Eos フルフレームインサートの取り付け



取り付け位置


  1. はじめに、日本語マニュアルの「7.2 35mmカメラにフィルムプレーンインサートをとりつける」のセクションをお読みください。取り付け方の基本は、製品付属のフィルムプレーンインサートと同じです。

  2. フルフレームインサートの表面についた埃を、よく落としてください。取り付けの作業中は、フルフレームインサートを清潔に保つようにします。

  3. 即乾性の接着剤を用意してください。

  4. 35mmカメラのケースを開きます。

  5. フルフレームインサートは、どのカメラにでも使用できるように若干大きめに作られています。シャッター開口部の上にフルフレームインサートを置き、フルフレームインサートの下端を、フィルムのガイドレールの下端にあわせてください。そして、フルフレームインサートのフィルム上端が、カメラのフィルムガイドレールの上端からどれだけはみ出るかを調べて下さい。鋭利なカッターナイフで、どれだけフルフレームインサートのフィルムがガイドレールからはみ出ているか、印をつけます。

  6. カッターナイフでつけた切り込みを目印に、フルフレームインサートの上端を切断します。

    注意!
    このステップで重要なことは、フルフレームインサートを可能な限り平面としてカメラ内部に設置することです。カメラ内部の凹凸、特にフィルムガイドレールにフルフレームインサートが当たらないよう、カッティングは慎重に行ってください。




    詳細図

  7. 上の図を参考に、フルフレームインサートを接着剤でカメラ内部に固定します。

    注意!
    フルフレームインサートの面が平らになるよう接着してください。内側に隆起していると、ネガフィルムを痛めることがあります。


  8. 接着剤が完全に乾燥するまで、カメラのケースを閉じないでください。接着剤の種類によっては、乾燥する過程で、カメラレンズを痛めるガスを発散するものがあります。

  9. 上の詳細図dxdyの長さを、ノギスを使って計ります。この値は、製品付属の「カメラカリブレーションソフト」で入力しますので、メモしてください。

  10. これで設置は終わりです。ネガフィルムを装填し、フルフレームインサートが接触しないことを確認してください。


フルフレームインサートによる計測方法
  1. フルフレームインサートで最大の測定結果を得るには、製品付属の「カメラカリブレーションソフト」でカメラのカリブレーションを行うことが大切です。「カメラカリブレーションソフト」を起動し、通常の方法でカリブレーションを行ってください。もちろん、カリブレーションを行わなくとも、フルフレームインサートは計測に使用できますが、カリブレーションを行う方が測定精度は良くなります。

  2. 「カメラカリブレーションソフト」の場合、「ファイル」メニューの「カメラの新規作成」(「PhotoModeler Pro」の場合、「ファイル」メニューの「カメラファイルを開く/保存する...」)を選択し、「カメラの情報」ダイアログを開きます。

  3. 「カメラの情報」ダイアログの「カメラの種類:」プルダウンメニューから「35mmフィルム+他の基点」を選択してください。

    名前 X座標(mm) Y座標(mm)
    11 - ul 0.0 0.0
    12 - um 13.0 0.0
    13 - ur 26.0 0.0
    21 - um 0.0 9.0
    22 - mm 13.0 9.0
    23 - mr 26.0 9.0
    31 - ll 0.0 18.0
    32 - lm 13.0 18.0
    33 - lr 26.0 18.0

  4. 「カメラの情報」ダイアログの「変更...」ボタンをクリックして、「基点」ダイアログを表示します。

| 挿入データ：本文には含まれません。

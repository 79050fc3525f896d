use crate::error::AppResult;
use crate::git::GitApi;
use crate::store::{Document, JsonDocumentStore};
use serde::{Deserialize, Serialize};
use serde_json::Value;
use std::path::PathBuf;
use std::sync::Arc;
use tokio::io::{AsyncBufRead, AsyncBufReadExt, AsyncWrite, AsyncWriteExt};
use tracing::error;

/// One call across the process boundary, tagged by channel name
#[derive(Debug, Clone, PartialEq, Serialize, Deserialize)]
#[serde(tag = "channel", rename_all_fields = "camelCase")]
pub enum Request {
    #[serde(rename = "git-verify-repo")]
    VerifyRepo { repo_path: PathBuf },

    #[serde(rename = "git-status")]
    Status { repo_path: PathBuf },

    #[serde(rename = "git-log")]
    Log {
        repo_path: PathBuf,
        #[serde(default)]
        limit: Option<usize>,
    },

    #[serde(rename = "git-branches")]
    Branches { repo_path: PathBuf },

    #[serde(rename = "git-current-branch")]
    CurrentBranch { repo_path: PathBuf },

    #[serde(rename = "git-commit")]
    Commit {
        repo_path: PathBuf,
        message: String,
        #[serde(default)]
        files: Vec<String>,
    },

    #[serde(rename = "git-push")]
    Push { repo_path: PathBuf },

    #[serde(rename = "git-pull")]
    Pull { repo_path: PathBuf },

    #[serde(rename = "git-fetch")]
    Fetch { repo_path: PathBuf },

    #[serde(rename = "git-switch-branch")]
    SwitchBranch { repo_path: PathBuf, branch: String },

    #[serde(rename = "git-create-branch")]
    CreateBranch { repo_path: PathBuf, branch_name: String },

    #[serde(rename = "git-clone")]
    CloneRepository { url: String, destination_path: PathBuf },

    #[serde(rename = "git-remote-url")]
    RemoteUrl { repo_path: PathBuf },

    #[serde(rename = "get-data")]
    GetData,

    #[serde(rename = "save-data")]
    SaveData { data: Document },

    #[serde(rename = "get-data-path")]
    GetDataPath,
}

impl Request {
    pub fn channel(&self) -> &'static str {
        match self {
            Request::VerifyRepo { .. } => "git-verify-repo",
            Request::Status { .. } => "git-status",
            Request::Log { .. } => "git-log",
            Request::Branches { .. } => "git-branches",
            Request::CurrentBranch { .. } => "git-current-branch",
            Request::Commit { .. } => "git-commit",
            Request::Push { .. } => "git-push",
            Request::Pull { .. } => "git-pull",
            Request::Fetch { .. } => "git-fetch",
            Request::SwitchBranch { .. } => "git-switch-branch",
            Request::CreateBranch { .. } => "git-create-branch",
            Request::CloneRepository { .. } => "git-clone",
            Request::RemoteUrl { .. } => "git-remote-url",
            Request::GetData => "get-data",
            Request::SaveData { .. } => "save-data",
            Request::GetDataPath => "get-data-path",
        }
    }
}

/// Reply written by [`Bridge::serve`], one per request line
#[derive(Debug, Clone, PartialEq, Serialize, Deserialize)]
#[serde(rename_all = "lowercase")]
pub enum Response {
    Ok(Value),
    Error(String),
}

/// Dispatches boundary requests to git and the document store
#[derive(Debug, Clone)]
pub struct Bridge {
    git: GitApi,
    store: Arc<JsonDocumentStore>,
}

impl Bridge {
    pub fn new(git: GitApi, store: Arc<JsonDocumentStore>) -> Self {
        Self { git, store }
    }

    /// Run one request; failures are logged with their channel and returned
    pub async fn handle(&self, request: Request) -> AppResult<Value> {
        let channel = request.channel();
        let result = self.dispatch(request).await;

        if let Err(e) = &result {
            error!(channel, error = %e, "request failed");
        }

        result
    }

    async fn dispatch(&self, request: Request) -> AppResult<Value> {
        let git = &self.git;

        let value = match request {
            Request::VerifyRepo { repo_path } => Value::Bool(git.verify(&repo_path).await),
            Request::Status { repo_path } => serde_json::to_value(git.status(&repo_path).await?)?,
            Request::Log { repo_path, limit } => {
                serde_json::to_value(git.log(&repo_path, limit).await?)?
            }
            Request::Branches { repo_path } => {
                serde_json::to_value(git.branches(&repo_path).await?)?
            }
            Request::CurrentBranch { repo_path } => {
                Value::String(git.current_branch(&repo_path).await?)
            }
            Request::Commit {
                repo_path,
                message,
                files,
            } => {
                git.commit(&repo_path, &message, &files).await?;
                Value::Null
            }
            Request::Push { repo_path } => {
                git.push(&repo_path).await?;
                Value::Null
            }
            Request::Pull { repo_path } => {
                git.pull(&repo_path).await?;
                Value::Null
            }
            Request::Fetch { repo_path } => {
                git.fetch(&repo_path).await?;
                Value::Null
            }
            Request::SwitchBranch { repo_path, branch } => {
                git.switch_branch(&repo_path, &branch).await?;
                Value::Null
            }
            Request::CreateBranch {
                repo_path,
                branch_name,
            } => {
                git.create_branch(&repo_path, &branch_name).await?;
                Value::Null
            }
            Request::CloneRepository {
                url,
                destination_path,
            } => {
                git.clone_repository(&url, &destination_path).await?;
                Value::Null
            }
            // Unavailable reads as "" for callers that only know strings
            Request::RemoteUrl { repo_path } => {
                Value::String(git.remote_url(&repo_path).await.unwrap_or_default())
            }
            Request::GetData => serde_json::to_value(self.store.get_document().await)?,
            Request::SaveData { data } => match self.store.save_document(&data).await {
                Ok(()) => Value::Bool(true),
                Err(e) => {
                    error!(error = %e, "Failed to write data file");
                    Value::Bool(false)
                }
            },
            Request::GetDataPath => {
                Value::String(self.store.data_path().display().to_string())
            }
        };

        Ok(value)
    }

    /// Answer newline-delimited JSON requests until `reader` is exhausted
    pub async fn serve<R, W>(&self, reader: R, mut writer: W) -> AppResult<()>
    where
        R: AsyncBufRead + Unpin,
        W: AsyncWrite + Unpin,
    {
        let mut lines = reader.lines();

        while let Some(line) = lines.next_line().await? {
            if line.trim().is_empty() {
                continue;
            }

            let response = match serde_json::from_str::<Request>(&line) {
                Ok(request) => match self.handle(request).await {
                    Ok(value) => Response::Ok(value),
                    Err(e) => Response::Error(e.to_string()),
                },
                Err(e) => Response::Error(format!("Invalid request: {}", e)),
            };

            let mut encoded = serde_json::to_string(&response)?;
            encoded.push('\n');
            writer.write_all(encoded.as_bytes()).await?;
            writer.flush().await?;
        }

        Ok(())
    }
}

  5. 「基点」ダイアログに以下の基点データを入力してください。入力を終えたら「OK」ボタンをクリックして、「カメラの情報」ダイアログに戻ります。

  6. 「A. フルフレームインサートの取り付け」でメモしたdxdyの値をもとに、以下の式でXpYpを求めてください。dxdyの値は、ミリメートルの単位で代入し、計算します。

    Xp=18.0-dx
    Yp=18.0-dy




  7. 「カメラの情報」ダイアログの「中心点 X:」にXpを、「中心点 Y:」にYpをそれぞれ入力します。この値は、カメラカリブレーションを行うことでプログラムによって修正されます。

  8. 「カメラの情報」ダイアログの「フォーマットサイズ W:」に36mm、フォーマットサイズ H:」に24mmの値を入力します。「レンズの歪み」にはすべて0を入力してください。「レンズの歪み」の値は、カメラカリブレーションを行うことでプログラムによって修正されます。

  9. 基点をマーキングする時は、「11-ul」のマーキングから開始し、「33-lr」を最後に行ってください。「ul」は、upper leftの略です。もし、写真上で基点が認識できない時(黒い物体と基点が重なって、基点の位置がわからない時)は、その基点は設置せずに、次の基点にスキップします。最大5個の基点をスキップすることができます。ただし、いずれか縦一列の基点がすべて認識できない時は、フルフレームインサートによる計測を行わない方が良いでしょう。フルフレームインサートによる計測の場合、基点が写真全体に広く分布していることが理想です。